» WHAT THIS TASK INVOLVES
Restate word for word the lines of the entries below, starting with the line that holds "inner.subscribers.retain(|(sub_id, _)| *sub_id" and ending with the line that holds "let obs = Observable::new(1u32);", and no others.
START INPUT DATA
use std::collections::HashMap;
use std::fs;
use std::path::{Path, PathBuf};
use std::sync::{Mutex, MutexGuard};

use anyhow::anyhow;
use chrono::{DateTime, Duration, Utc};
use serde::{Deserialize, Serialize};
use tracing::{debug, warn};

use crate::error::AuthError;

/// Selects how long persisted tokens outlive the in-memory store.
#[derive(Debug, Clone, Copy, PartialEq, Eq)]
pub enum TokenPersist {
    /// Entries live only for the current process session
    Session,
    /// Entries persist until the token's own expiration elapses
    Expiration,
}

/// One storage backend behind the token store.
///
/// TTL hints are seconds until expiration, computed by the caller from the
/// token's own claims; a backend never inspects token contents.
pub trait TokenStorage: Send + Sync {
    /// Read an entry; `None` for missing or elapsed entries.
    fn get(&self, key: &str) -> Result<Option<String>, AuthError>;
    /// Write an entry, with an optional retention hint in seconds.
    fn set(&self, key: &str, value: &str, ttl_hint: Option<i64>) -> Result<(), AuthError>;
    /// Remove an entry; removing a missing key is not an error.
    fn remove(&self, key: &str) -> Result<(), AuthError>;
}

/// Process-lifetime storage, the sessionStorage analogue. Entries vanish
/// with the process; TTL hints are ignored.
#[derive(Default)]
pub struct SessionStorage {
    entries: Mutex<HashMap<String, String>>,
}

impl SessionStorage {
    pub fn new() -> Self {
        Self::default()
    }

    fn lock(&self) -> MutexGuard<'_, HashMap<String, String>> {
        self.entries.lock().unwrap_or_else(|e| e.into_inner())
    }
}

impl TokenStorage for SessionStorage {
    fn get(&self, key: &str) -> Result<Option<String>, AuthError> {
        Ok(self.lock().get(key).cloned())
    }

    fn set(&self, key: &str, value: &str, _ttl_hint: Option<i64>) -> Result<(), AuthError> {
        self.lock().insert(key.to_string(), value.to_string());
        Ok(())
    }

    fn remove(&self, key: &str) -> Result<(), AuthError> {
        self.lock().remove(key);
        Ok(())
    }
}

#[derive(Debug, Clone, Serialize, Deserialize)]
struct StoredEntry {
    value: String,
    expires_at: DateTime<Utc>,
}

/// File-backed storage whose entries are retained until the expiration
/// instant supplied with each write, the localStorage-with-TTL analogue.
///
/// Load and save failures degrade to in-memory-only operation for the
/// session; construction never fails.
pub struct ExpirationStorage {
    path: PathBuf,
    entries: Mutex<HashMap<String, StoredEntry>>,
}

impl ExpirationStorage {
    /// Open (or create) the store backing file at `path`.
    pub fn new(path: impl AsRef<Path>) -> Self {
        let path = path.as_ref().to_path_buf();
        let entries = match Self::load(&path) {
            Ok(entries) => entries,
            Err(e) => {
                warn!(
                    path = %path.display(),
                    error = %e,
                    "Failed to load token store file, starting empty"
                );
                HashMap::new()
            }
        };
        Self {
            path,
            entries: Mutex::new(entries),
        }
    }

    fn load(path: &Path) -> anyhow::Result<HashMap<String, StoredEntry>> {
        if !path.exists() {
            return Ok(HashMap::new());
        }
        let raw = fs::read_to_string(path)?;
        let entries: HashMap<String, StoredEntry> = serde_json::from_str(&raw)?;
        debug!(path = %path.display(), count = entries.len(), "Loaded token store file");
        Ok(entries)
    }

    fn save(&self, entries: &HashMap<String, StoredEntry>) -> anyhow::Result<()> {
        if let Some(parent) = self.path.parent() {
            if !parent.as_os_str().is_empty() && !parent.exists() {
                fs::create_dir_all(parent)?;
            }
        }
        let raw = serde_json::to_string(entries)?;
        fs::write(&self.path, raw).map_err(|e| anyhow!("write {}: {}", self.path.display(), e))
    }

    fn lock(&self) -> MutexGuard<'_, HashMap<String, StoredEntry>> {
        self.entries.lock().unwrap_or_else(|e| e.into_inner())
    }
}

impl TokenStorage for ExpirationStorage {
    fn get(&self, key: &str) -> Result<Option<String>, AuthError> {
        let mut entries = self.lock();
        match entries.get(key) {
            Some(entry) if entry.expires_at > Utc::now() => Ok(Some(entry.value.clone())),
            Some(_) => {
                // Elapsed entry reads back as absent
                entries.remove(key);
                Ok(None)
            }
            None => Ok(None),
        }
    }

    fn set(&self, key: &str, value: &str, ttl_hint: Option<i64>) -> Result<(), AuthError> {
        let expires_at = Utc::now() + Duration::seconds(ttl_hint.unwrap_or(0).max(0));
        let mut entries = self.lock();
        entries.insert(
            key.to_string(),
            StoredEntry {
                value: value.to_string(),
                expires_at,
            },
        );
        if let Err(e) = self.save(&entries) {
            warn!(error = %e, "Token store save failed, entry kept in memory only");
        }
        Ok(())
    }

    fn remove(&self, key: &str) -> Result<(), AuthError> {
        let mut entries = self.lock();
        if entries.remove(key).is_some() {
            if let Err(e) = self.save(&entries) {
                warn!(error = %e, "Token store save failed, removal kept in memory only");
            }
        }
        Ok(())
    }
}

/// Build the backend matching a persistence mode. `store_path` is only used
/// by the expiration-scoped backend.
pub fn storage_for(persist: TokenPersist, store_path: impl AsRef<Path>) -> Box<dyn TokenStorage> {
    match persist {
        TokenPersist::Session => Box::new(SessionStorage::new()),
        TokenPersist::Expiration => Box::new(ExpirationStorage::new(store_path)),
    }
}

#[cfg(test)]
mod tests {
    use super::*;

    fn temp_store_path() -> PathBuf {
        std::env::temp_dir().join(format!("sn-auth-test-{}.json", uuid::Uuid::new_v4()))
    }

    #[test]
    fn test_session_storage_round_trip() {
        let storage = SessionStorage::new();
        assert_eq!(storage.get("sn-demo-access").unwrap(), None);

        storage.set("sn-demo-access", "head.payload", Some(300)).unwrap();
        assert_eq!(
            storage.get("sn-demo-access").unwrap().as_deref(),
            Some("head.payload")
        );

        storage.remove("sn-demo-access").unwrap();
        assert_eq!(storage.get("sn-demo-access").unwrap(), None);
    }

    #[test]
    fn test_expiration_storage_drops_elapsed_entries() {
        let path = temp_store_path();
        let storage = ExpirationStorage::new(&path);

        storage.set("live", "a", Some(600)).unwrap();
        storage.set("dead", "b", Some(-5)).unwrap();

        assert_eq!(storage.get("live").unwrap().as_deref(), Some("a"));
        assert_eq!(storage.get("dead").unwrap(), None);

        let _ = fs::remove_file(&path);
    }

    #[test]
    fn test_expiration_storage_survives_reload() {
        let path = temp_store_path();
        {
            let storage = ExpirationStorage::new(&path);
            storage.set("sn-demo-refresh", "encoded", Some(3600)).unwrap();
        }

        let reopened = ExpirationStorage::new(&path);
        assert_eq!(
            reopened.get("sn-demo-refresh").unwrap().as_deref(),
            Some("encoded")
        );

        let _ = fs::remove_file(&path);
    }

    #[test]
    fn test_corrupt_store_file_starts_empty() {
        let path = temp_store_path();
        fs::write(&path, "{ this is not json").unwrap();

        let storage = ExpirationStorage::new(&path);
        assert_eq!(storage.get("anything").unwrap(), None);

        let _ = fs::remove_file(&path);
    }
}
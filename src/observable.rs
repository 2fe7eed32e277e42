use std::sync::{Arc, Mutex, MutexGuard};

type Callback<T> = Arc<dyn Fn(&T) + Send + Sync>;

/// Identifies one subscription on an [`Observable`], for later removal.
#[derive(Debug, Clone, Copy, PartialEq, Eq, Hash)]
pub struct SubscriptionId(u64);

/// A single-writer observable value: a last-value cache plus a list of
/// subscriber callbacks, notified synchronously in registration order.
///
/// Only the owning service writes; consumers subscribe and read. Callbacks
/// are invoked outside the internal lock, so a subscriber may call `get`
/// from within its callback.
pub struct Observable<T> {
    inner: Mutex<Inner<T>>,
}

struct Inner<T> {
    value: T,
    subscribers: Vec<(SubscriptionId, Callback<T>)>,
    next_id: u64,
    disposed: bool,
}

impl<T: Clone> Observable<T> {
    /// Create an observable seeded with an initial value.
    pub fn new(initial: T) -> Self {
        Self {
            inner: Mutex::new(Inner {
                value: initial,
                subscribers: Vec::new(),
                next_id: 0,
                disposed: false,
            }),
        }
    }

    /// The last value set (or the initial value).
    pub fn get(&self) -> T {
        self.lock().value.clone()
    }

    /// Replace the value and notify every subscriber, in registration order.
    pub fn set_value(&self, value: T) {
        let (value, callbacks) = {
            let mut inner = self.lock();
            inner.value = value.clone();
            if inner.disposed {
                return;
            }
            let callbacks: Vec<Callback<T>> =
                inner.subscribers.iter().map(|(_, cb)| Arc::clone(cb)).collect();
            (value, callbacks)
        };
        for callback in callbacks {
            callback(&value);
        }
    }

    /// Register a callback, invoked on every subsequent `set_value`.
    pub fn subscribe(&self, callback: impl Fn(&T) + Send + Sync + 'static) -> SubscriptionId {
        let mut inner = self.lock();
        let id = SubscriptionId(inner.next_id);
        inner.next_id += 1;
        inner.subscribers.push((id, Arc::new(callback)));
        id
    }

    /// Remove one subscription. Returns false when the id is unknown.
    pub fn unsubscribe(&self, id: SubscriptionId) -> bool {
        let mut inner = self.lock();
        let before = inner.subscribers.len();
        inner.subscribers.retain(|(sub_id, _)| *sub_id != id);
        inner.subscribers.len() != before
    }

    /// Drop all subscribers and stop notifying. The cached value stays
    /// readable.
    pub fn dispose(&self) {
        let mut inner = self.lock();
        inner.disposed = true;
        inner.subscribers.clear();
    }

    fn lock(&self) -> MutexGuard<'_, Inner<T>> {
        // Single-writer discipline; a poisoned lock still holds a coherent T
        self.inner.lock().unwrap_or_else(|e| e.into_inner())
    }
}

#[cfg(test)]
mod tests {
    use super::*;
    use std::sync::atomic::{AtomicUsize, Ordering};

    #[test]
    fn test_get_returns_last_value() {
        let obs = Observable::new(1u32);
        assert_eq!(obs.get(), 1);
        obs.set_value(5);
        assert_eq!(obs.get(), 5);
    }

    #[test]
    fn test_notifies_in_registration_order() {
        let obs = Observable::new(0u32);
        let order = Arc::new(Mutex::new(Vec::new()));

        for tag in ["first", "second", "third"] {
            let order = Arc::clone(&order);
            obs.subscribe(move |value| {
                order.lock().unwrap().push((tag, *value));
            });
        }

        obs.set_value(7);
        let seen = order.lock().unwrap().clone();
        assert_eq!(seen, vec![("first", 7), ("second", 7), ("third", 7)]);
    }

    #[test]
    fn test_unsubscribe_stops_notifications() {
        let obs = Observable::new(0u32);
        let hits = Arc::new(AtomicUsize::new(0));

        let id = {
            let hits = Arc::clone(&hits);
            obs.subscribe(move |_| {
                hits.fetch_add(1, Ordering::SeqCst);
            })
        };

        obs.set_value(1);
        assert!(obs.unsubscribe(id));
        assert!(!obs.unsubscribe(id));
        obs.set_value(2);
        assert_eq!(hits.load(Ordering::SeqCst), 1);
    }

    #[test]
    fn test_dispose_silences_subscribers_but_keeps_value() {
        let obs = Observable::new(0u32);
        let hits = Arc::new(AtomicUsize::new(0));
        {
            let hits = Arc::clone(&hits);
            obs.subscribe(move |_| {
                hits.fetch_add(1, Ordering::SeqCst);
            });
        }

        obs.dispose();
        obs.set_value(9);
        assert_eq!(hits.load(Ordering::SeqCst), 0);
        assert_eq!(obs.get(), 9);
    }

    #[test]
    fn test_subscriber_may_read_from_callback() {
        let obs = Arc::new(Observable::new(0u32));
        let seen = Arc::new(Mutex::new(None));
        {
            let inner = Arc::clone(&obs);
            let seen = Arc::clone(&seen);
            obs.subscribe(move |_| {
                *seen.lock().unwrap() = Some(inner.get());
            });
        }
        obs.set_value(3);
        assert_eq!(*seen.lock().unwrap(), Some(3));
    }
}
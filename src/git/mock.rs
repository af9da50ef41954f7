use crate::domain::RepositorySituation;
use crate::error::{GitVersionError, Result};
use crate::git::SituationProvider;

/// Mock repository for testing without actual git operations
#[derive(Debug, Clone, Default)]
pub struct MockRepository {
    head_commit: Option<String>,
    timestamp: i64,
    branch: Option<String>,
    tags: Vec<String>,
    dirty: bool,
    fail_with: Option<String>,
}

impl MockRepository {
    /// Create a new mock repository without commits
    pub fn new() -> Self {
        Self::default()
    }

    /// Set the HEAD commit and its timestamp
    pub fn set_head(&mut self, commit: impl Into<String>, timestamp: i64) {
        self.head_commit = Some(commit.into());
        self.timestamp = timestamp;
    }

    /// Check out a branch; `None` detaches HEAD
    pub fn set_branch(&mut self, branch: Option<&str>) {
        self.branch = branch.map(str::to_string);
    }

    /// Add a tag pointing at HEAD
    pub fn add_tag(&mut self, name: impl Into<String>) {
        self.tags.push(name.into());
    }

    /// Mark the working tree as modified
    pub fn set_dirty(&mut self, dirty: bool) {
        self.dirty = dirty;
    }

    /// Make every read fail with a git error
    pub fn fail_with(&mut self, message: impl Into<String>) {
        self.fail_with = Some(message.into());
    }
}

impl SituationProvider for MockRepository {
    fn situation(&self) -> Result<RepositorySituation> {
        if let Some(message) = &self.fail_with {
            return Err(GitVersionError::Git(git2::Error::from_str(message)));
        }

        let situation = match &self.head_commit {
            Some(commit) => RepositorySituation::new(commit.as_str())?.with_timestamp(self.timestamp),
            None => RepositorySituation::no_commit(),
        };

        Ok(situation
            .with_branch(self.branch.clone())
            .with_tags(self.tags.clone())
            .with_clean(!self.dirty))
    }
}
use thiserror::Error;

/// Unified error type for gitver operations
#[derive(Error, Debug)]
pub enum GitVersionError {
    #[error("Git operation failed: {0}")]
    Git(#[from] git2::Error),

    #[error("Configuration error: {0}")]
    Config(String),

    #[error("Invalid pattern '{pattern}': {source}")]
    Pattern {
        pattern: String,
        #[source]
        source: regex::Error,
    },

    #[error("Invalid placeholder '{placeholder}': {reason}")]
    Template { placeholder: String, reason: String },

    #[error("Invalid repository situation: {0}")]
    Situation(String),

    #[error("I/O error: {0}")]
    Io(#[from] std::io::Error),

    #[error("Failed to parse configuration file: {0}")]
    Toml(#[from] toml::de::Error),
}

/// Convenience type alias for Results in gitver
pub type Result<T> = std::result::Result<T, GitVersionError>;

impl GitVersionError {
    /// Create a configuration error with context
    pub fn config(msg: impl Into<String>) -> Self {
        GitVersionError::Config(msg.into())
    }

    /// Create a placeholder error naming the offending placeholder
    pub fn template(placeholder: impl Into<String>, reason: impl Into<String>) -> Self {
        GitVersionError::Template {
            placeholder: placeholder.into(),
            reason: reason.into(),
        }
    }

    /// Create a repository situation error with context
    pub fn situation(msg: impl Into<String>) -> Self {
        GitVersionError::Situation(msg.into())
    }

    /// Prefix a configuration error with the location of the offending descriptor.
    ///
    /// Errors that are not configuration errors are returned unchanged.
    pub fn in_descriptor(self, location: &str) -> Self {
        match self {
            GitVersionError::Pattern { pattern, source } => GitVersionError::Config(format!(
                "{}: invalid pattern '{}': {}",
                location, pattern, source
            )),
            GitVersionError::Template {
                placeholder,
                reason,
            } => GitVersionError::Config(format!(
                "{}: invalid placeholder '{}': {}",
                location, placeholder, reason
            )),
            GitVersionError::Config(msg) => {
                GitVersionError::Config(format!("{}: {}", location, msg))
            }
            other => other,
        }
    }
}

#[cfg(test)]
mod tests {
    use super::*;

    #[test]
    fn test_error_display() {
        let err = GitVersionError::config("test config issue");
        assert_eq!(err.to_string(), "Configuration error: test config issue");
    }

    #[test]
    fn test_error_from_io() {
        let io_err = std::io::Error::new(std::io::ErrorKind::NotFound, "file not found");
        let err: GitVersionError = io_err.into();
        assert!(err.to_string().contains("I/O error"));
    }

    #[test]
    fn test_template_error_names_placeholder() {
        let err = GitVersionError::template("${foo:bogus}", "unknown function 'bogus'");
        assert_eq!(
            err.to_string(),
            "Invalid placeholder '${foo:bogus}': unknown function 'bogus'"
        );
    }

    #[test]
    fn test_in_descriptor_prefixes_location() {
        let err = GitVersionError::template("${x:nope}", "unknown function 'nope'")
            .in_descriptor("branch[2].version_format");
        let msg = err.to_string();
        assert!(msg.starts_with("Configuration error: branch[2].version_format:"));
        assert!(msg.contains("${x:nope}"));
    }

    #[test]
    fn test_in_descriptor_keeps_other_errors() {
        let err = GitVersionError::situation("bad hash").in_descriptor("tag[0]");
        assert!(matches!(err, GitVersionError::Situation(_)));
    }
}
END INPUT DATA
» ANSWER BOX
        inner.subscribers.retain(|(sub_id, _)| *sub_id != id);
        inner.subscribers.len() != before
    }

    /// Drop all subscribers and stop notifying. The cached value stays
    /// readable.
    pub fn dispose(&self) {
        let mut inner = self.lock();
        inner.disposed = true;
        inner.subscribers.clear();
    }

    fn lock(&self) -> MutexGuard<'_, Inner<T>> {
        // Single-writer discipline; a poisoned lock still holds a coherent T
        self.inner.lock().unwrap_or_else(|e| e.into_inner())
    }
}

#[cfg(test)]
mod tests {
    use super::*;
    use std::sync::atomic::{AtomicUsize, Ordering};

    #[test]
    fn test_get_returns_last_value() {
        let obs = Observable::new(1u32);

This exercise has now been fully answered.